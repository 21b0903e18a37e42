//! Per-component entry point for variant artifact resolution.

use super::variant_state::VariantArtifactResolveState;
use crate::cache::PreparedStateCache;
use crate::config::CacheSettings;
use crate::core::ResolveError;
use crate::model::{
    ArtifactTransformer, ComponentId, LocalComponentMetadata, ModuleVersionId, VariantId,
    VariantMetadata,
};
use std::sync::Arc;

/// Cache of per-variant states, keyed by variant identity.
pub type VariantStateCache = PreparedStateCache<VariantId, VariantArtifactResolveState>;

/// Resolution state for one component.
///
/// Every variant request is routed through a [`VariantStateCache`], so each
/// variant of the component is prepared and wrapped at most once for the
/// lifetime of this value, and every caller observes the same
/// [`VariantArtifactResolveState`]. The state is `Send + Sync` and meant to be
/// shared between resolution threads.
///
/// # Example
///
/// ```rust
/// use std::sync::Arc;
/// use variant_resolve::config::ComponentDescriptor;
/// use variant_resolve::resolver::ComponentResolveState;
///
/// let descriptor = ComponentDescriptor::from_toml_str(r#"
/// [component]
/// group = "org.example"
/// name = "lib"
/// version = "1.0"
///
/// [[configurations]]
/// name = "runtimeElements"
///
/// [[configurations.artifacts]]
/// name = "lib"
/// "#).unwrap();
///
/// let state = ComponentResolveState::new(descriptor.into_component());
/// let variant = Arc::clone(state.metadata().configuration("runtimeElements").unwrap());
///
/// let first = state.prepare_for_artifact_resolution(&variant).unwrap();
/// let second = state.resolve_artifacts_for(&variant).unwrap();
/// assert!(Arc::ptr_eq(&first, &second));
/// assert_eq!(first.artifacts().len(), 1);
/// ```
#[derive(Debug)]
pub struct ComponentResolveState {
    metadata: Arc<LocalComponentMetadata>,
    variants: VariantStateCache,
}

impl ComponentResolveState {
    /// Create resolution state for `metadata` with default cache sizing.
    pub fn new(metadata: impl Into<Arc<LocalComponentMetadata>>) -> Self {
        Self {
            metadata: metadata.into(),
            variants: VariantStateCache::new(),
        }
    }

    /// Create resolution state with a cache sized by `settings`.
    pub fn with_settings(
        metadata: impl Into<Arc<LocalComponentMetadata>>,
        settings: &CacheSettings,
    ) -> Self {
        Self {
            metadata: metadata.into(),
            variants: VariantStateCache::with_settings(settings),
        }
    }

    /// The component's module coordinate.
    pub fn module_version_id(&self) -> &ModuleVersionId {
        self.metadata.module_version_id()
    }

    /// The component's metadata.
    pub fn metadata(&self) -> &Arc<LocalComponentMetadata> {
        &self.metadata
    }

    /// Derive component metadata with a new identity and transformed artifacts.
    ///
    /// See [`LocalComponentMetadata::copy`]. This state and its cache are not
    /// affected; wrap the result in a new [`ComponentResolveState`] to resolve it.
    pub fn copy(
        &self,
        component_id: ComponentId,
        transformer: ArtifactTransformer,
    ) -> LocalComponentMetadata {
        tracing::debug!(
            target: "variant_cache",
            "copying {} as {}",
            self.metadata.component_id(),
            component_id
        );
        self.metadata.copy(component_id, transformer)
    }

    /// The artifact-graph view of `variant`, preparing it on first request.
    ///
    /// # Errors
    ///
    /// - [`ResolveError::UnknownVariant`] if the variant is not declared by
    ///   this component
    /// - [`ResolveError::PreparationFailed`] if preparation fails; nothing is
    ///   cached and a later call retries
    pub fn resolve_artifacts_for(
        &self,
        variant: &VariantMetadata,
    ) -> Result<Arc<VariantArtifactResolveState>, ResolveError> {
        self.state_for(variant)
    }

    /// The resolution handle for `variant`, preparing it on first request.
    ///
    /// Returns the same instance as [`resolve_artifacts_for`](Self::resolve_artifacts_for).
    ///
    /// # Errors
    ///
    /// Same as [`resolve_artifacts_for`](Self::resolve_artifacts_for).
    pub fn prepare_for_artifact_resolution(
        &self,
        variant: &VariantMetadata,
    ) -> Result<Arc<VariantArtifactResolveState>, ResolveError> {
        self.state_for(variant)
    }

    /// Number of variant states published so far.
    pub fn cached_variant_count(&self) -> usize {
        self.variants.len()
    }

    fn state_for(
        &self,
        variant: &VariantMetadata,
    ) -> Result<Arc<VariantArtifactResolveState>, ResolveError> {
        let owned = self.metadata.variant(variant.id()).ok_or_else(|| {
            ResolveError::UnknownVariant {
                component: self.metadata.component_id().to_string(),
                variant: variant.id().to_string(),
            }
        })?;

        self.variants.get_or_try_insert_with(owned.id().clone(), || {
            VariantArtifactResolveState::prepare(Arc::clone(&self.metadata), Arc::clone(owned))
        })
    }
}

::::::

> _THE TASK_:
Reproduce the records above exactly.

> _ANSWER FOR THE TASK_:
repository 21b0903e18a37e42
//! Per-component entry point for variant artifact resolution.

use super::variant_state::VariantArtifactResolveState;
use crate::cache::PreparedStateCache;
use crate::config::CacheSettings;
use crate::core::ResolveError;
use crate::model::{
    ArtifactTransformer, ComponentId, LocalComponentMetadata, ModuleVersionId, VariantId,
    VariantMetadata,
};
use std::sync::Arc;

/// Cache of per-variant states, keyed by variant identity.
pub type VariantStateCache = PreparedStateCache<VariantId, VariantArtifactResolveState>;

/// Resolution state for one component.
///
/// Every variant request is routed through a [`VariantStateCache`], so each
/// variant of the component is prepared and wrapped at most once for the
/// lifetime of this value, and every caller observes the same
/// [`VariantArtifactResolveState`]. The state is `Send + Sync` and meant to be
/// shared between resolution threads.
///
/// # Example
///
/// ```rust
/// use std::sync::Arc;
/// use variant_resolve::config::ComponentDescriptor;
/// use variant_resolve::resolver::ComponentResolveState;
///
/// let descriptor = ComponentDescriptor::from_toml_str(r#"
/// [component]
/// group = "org.example"
/// name = "lib"
/// version = "1.0"
///
/// [[configurations]]
/// name = "runtimeElements"
///
/// [[configurations.artifacts]]
/// name = "lib"
/// "#).unwrap();
///
/// let state = ComponentResolveState::new(descriptor.into_component());
/// let variant = Arc::clone(state.metadata().configuration("runtimeElements").unwrap());
///
/// let first = state.prepare_for_artifact_resolution(&variant).unwrap();
/// let second = state.resolve_artifacts_for(&variant).unwrap();
/// assert!(Arc::ptr_eq(&first, &second));
/// assert_eq!(first.artifacts().len(), 1);
/// ```
#[derive(Debug)]
pub struct ComponentResolveState {
    metadata: Arc<LocalComponentMetadata>,
    variants: VariantStateCache,
}

impl ComponentResolveState {
    /// Create resolution state for `metadata` with default cache sizing.
    pub fn new(metadata: impl Into<Arc<LocalComponentMetadata>>) -> Self {
        Self {
            metadata: metadata.into(),
            variants: VariantStateCache::new(),
        }
    }

    /// Create resolution state with a cache sized by `settings`.
    pub fn with_settings(
        metadata: impl Into<Arc<LocalComponentMetadata>>,
        settings: &CacheSettings,
    ) -> Self {
        Self {
            metadata: metadata.into(),
            variants: VariantStateCache::with_settings(settings),
        }
    }

    /// The component's module coordinate.
    pub fn module_version_id(&self) -> &ModuleVersionId {
        self.metadata.module_version_id()
    }

    /// The component's metadata.
    pub fn metadata(&self) -> &Arc<LocalComponentMetadata> {
        &self.metadata
    }

    /// Derive component metadata with a new identity and transformed artifacts.
    ///
    /// See [`LocalComponentMetadata::copy`]. This state and its cache are not
    /// affected; wrap the result in a new [`ComponentResolveState`] to resolve it.
    pub fn copy(
        &self,
        component_id: ComponentId,
        transformer: ArtifactTransformer,
    ) -> LocalComponentMetadata {
        tracing::debug!(
            target: "variant_cache",
            "copying {} as {}",
            self.metadata.component_id(),
            component_id
        );
        self.metadata.copy(component_id, transformer)
    }

    /// The artifact-graph view of `variant`, preparing it on first request.
    ///
    /// # Errors
    ///
    /// - [`ResolveError::UnknownVariant`] if the variant is not declared by
    ///   this component
    /// - [`ResolveError::PreparationFailed`] if preparation fails; nothing is
    ///   cached and a later call retries
    pub fn resolve_artifacts_for(
        &self,
        variant: &VariantMetadata,
    ) -> Result<Arc<VariantArtifactResolveState>, ResolveError> {
        self.state_for(variant)
    }

    /// The resolution handle for `variant`, preparing it on first request.
    ///
    /// Returns the same instance as [`resolve_artifacts_for`](Self::resolve_artifacts_for).
    ///
    /// # Errors
    ///
    /// Same as [`resolve_artifacts_for`](Self::resolve_artifacts_for).
    pub fn prepare_for_artifact_resolution(
        &self,
        variant: &VariantMetadata,
    ) -> Result<Arc<VariantArtifactResolveState>, ResolveError> {
        self.state_for(variant)
    }

    /// Number of variant states published so far.
    pub fn cached_variant_count(&self) -> usize {
        self.variants.len()
    }

    fn state_for(
        &self,
        variant: &VariantMetadata,
    ) -> Result<Arc<VariantArtifactResolveState>, ResolveError> {
        let owned = self.metadata.variant(variant.id()).ok_or_else(|| {
            ResolveError::UnknownVariant {
                component: self.metadata.component_id().to_string(),
                variant: variant.id().to_string(),
            }
        })?;

        self.variants.get_or_try_insert_with(owned.id().clone(), || {
            VariantArtifactResolveState::prepare(Arc::clone(&self.metadata), Arc::clone(owned))
        })
    }
}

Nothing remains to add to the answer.